=== Instructions for the task ===
Only lines containing "squeezl" are wanted from the data below. Copy those lines.

Stored entries
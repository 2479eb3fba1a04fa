use squeezl::huffman::{CodeTable, Frequencies};
use squeezl::{huffman, lzw, CodecError};
use std::io;

/// Assemble a Huffman stream from `(symbol, len, code bytes)` entries.
fn header(entries: &[(u8, u8, &[u8])], total: u64) -> Vec<u8> {
    let mut data = (entries.len() as u16).to_be_bytes().to_vec();
    for &(symbol, len, code) in entries {
        data.push(symbol);
        data.push(len);
        data.extend_from_slice(code);
    }
    data.extend_from_slice(&total.to_be_bytes());
    data
}

fn huffman_decode(data: &[u8]) -> Result<Vec<u8>, CodecError> {
    huffman::Decoder::new().decode(data)
}

fn assert_malformed(data: &[u8], what: &str) {
    match huffman_decode(data) {
        Err(CodecError::MalformedHeader(_)) => {}
        other => panic!("{}: expected a malformed header, got {:?}", what, other),
    }
}

#[test]
fn huffman_truncated_headers() {
    assert_malformed(&[], "empty input");
    assert_malformed(&[0], "half a count");

    let full = header(&[(b'a', 1, &[0]), (b'b', 1, &[1])], 2);
    for cut in 0..full.len() {
        assert_malformed(&full[..cut], "cut header");
    }
}

#[test]
fn huffman_inconsistent_headers() {
    assert_malformed(&[0x01, 0x01], "more entries than symbols");
    assert_malformed(&header(&[(b'a', 129, &[0; 17])], 1), "code word too long");
    assert_malformed(
        &header(&[(b'a', 1, &[0b10]), (b'b', 1, &[1])], 2),
        "code word wider than its length",
    );
    assert_malformed(
        &header(&[(b'a', 1, &[0]), (b'a', 1, &[1])], 2),
        "duplicate symbol",
    );
    assert_malformed(
        &header(&[(b'a', 1, &[0]), (b'b', 1, &[0])], 2),
        "duplicate code word",
    );
    assert_malformed(&header(&[(b'a', 1, &[0]), (b'b', 1, &[1])], 0), "no symbols");
    assert_malformed(&header(&[], 3), "no table");
    assert_malformed(&header(&[(b'a', 1, &[0])], 3), "single code word");
    assert_malformed(
        &header(&[(b'a', 0, &[]), (b'b', 1, &[1])], 2),
        "empty code word",
    );
}

#[test]
fn huffman_valid_edge_headers() {
    assert_eq!(huffman_decode(&header(&[], 0)).unwrap(), b"");
    assert_eq!(huffman_decode(&header(&[(b'x', 0, &[])], 3)).unwrap(), b"xxx");

    let mut data = header(&[(b'a', 1, &[0]), (b'b', 1, &[1])], 4);
    data.push(0b0110_0000);
    assert_eq!(huffman_decode(&data).unwrap(), b"abba");
}

#[test]
fn huffman_unmatched_code_word() {
    // "11" is not part of the table.
    let mut data = header(&[(b'a', 1, &[0]), (b'b', 2, &[0b10])], 2);
    data.push(0b0110_0000);
    match huffman_decode(&data) {
        Err(CodecError::InvalidCode(0b11)) => {}
        other => panic!("expected an invalid code, got {:?}", other),
    }
}

#[test]
fn huffman_missing_payload() {
    let mut data = header(&[(b'a', 1, &[0]), (b'b', 1, &[1])], 9);
    data.push(0);
    match huffman_decode(&data) {
        Err(CodecError::IncompleteStream) => {}
        other => panic!("expected an incomplete stream, got {:?}", other),
    }
}

#[test]
fn huffman_empty_frequencies() {
    match CodeTable::from_frequencies(&Frequencies::new()) {
        Err(CodecError::Configuration(_)) => {}
        other => panic!("expected a configuration error, got {:?}", other),
    }
}

#[test]
fn lzw_invalid_codes() {
    let config = lzw::Configuration::new(12, 16).unwrap();
    let mut decoder = lzw::Decoder::new(config);

    // A first code must be a seed.
    match decoder.decode(&[0, 16]) {
        Err(CodecError::InvalidCode(16)) => {}
        other => panic!("expected an invalid code, got {:?}", other),
    }

    // Seeds 1 and 2 define code 16, so 17 may come next but 18 may not.
    match decoder.decode(&[0, 1, 0, 2, 0, 18]) {
        Err(CodecError::InvalidCode(18)) => {}
        other => panic!("expected an invalid code, got {:?}", other),
    }

    // Codes that no 12 bit encoder emits.
    match decoder.decode(&[0, 1, 0xff, 0xff]) {
        Err(CodecError::InvalidCode(0xffff)) => {}
        other => panic!("expected an invalid code, got {:?}", other),
    }

    assert_eq!(decoder.decode(&[0, 1, 0, 2, 0, 16]).unwrap(), [1u8, 2, 1, 2]);
}

#[test]
fn lzw_output_stops_at_corruption() {
    let config = lzw::Configuration::default();
    let mut output = vec![];
    let result = lzw::Decoder::new(config)
        .into_stream(&mut output)
        .decode_all(&[0, b'o', 0, b'k', 0x10, 0][..]);
    assert!(matches!(result.status, Err(CodecError::InvalidCode(0x1000))));
    assert_eq!(output, b"ok");
}

#[test]
fn lzw_truncated_stream() {
    let config = lzw::Configuration::new(24, 256).unwrap();
    let compressed = lzw::Encoder::new(config).encode(b"truncated").unwrap();
    for cut in 1..config.bytes_per_code() {
        let data = &compressed[..compressed.len() - cut];
        match lzw::Decoder::new(config).decode(data) {
            Err(CodecError::IncompleteStream) => {}
            other => panic!("expected an incomplete stream, got {:?}", other),
        }
    }
}

#[test]
fn lzw_symbol_outside_alphabet() {
    let config = lzw::Configuration::new(12, 16).unwrap();
    let mut encoder = lzw::Encoder::new(config);
    match encoder.encode(&[1, 2, 3, 200, 4]) {
        Err(CodecError::InvalidSymbol(200)) => {}
        other => panic!("expected an invalid symbol, got {:?}", other),
    }

    // The encoder recovers once reset for a new stream.
    assert!(encoder.encode(&[1, 2, 3, 15, 4]).is_ok());
}

#[test]
fn lzw_invalid_configurations() {
    for &(nb, n) in &[(0u8, 256u16), (33, 256), (12, 0), (12, 300), (3, 16)] {
        match lzw::Configuration::new(nb, n) {
            Err(CodecError::Configuration(_)) => {}
            other => panic!("nb={} n={}: got {:?}", nb, n, other),
        }
    }
}

#[test]
fn errors_as_io_errors() {
    let err = io::Error::from(CodecError::IncompleteStream);
    assert_eq!(err.kind(), io::ErrorKind::UnexpectedEof);

    let err = io::Error::from(CodecError::InvalidSymbol(200));
    assert_eq!(err.kind(), io::ErrorKind::InvalidData);
    assert!(err.to_string().contains("200"));

    let err = io::Error::from(CodecError::Io(io::ErrorKind::BrokenPipe.into()));
    assert_eq!(err.kind(), io::ErrorKind::BrokenPipe);
}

=== Task result ===
use squeezl::huffman::{CodeTable, Frequencies};
use squeezl::{huffman, lzw, CodecError};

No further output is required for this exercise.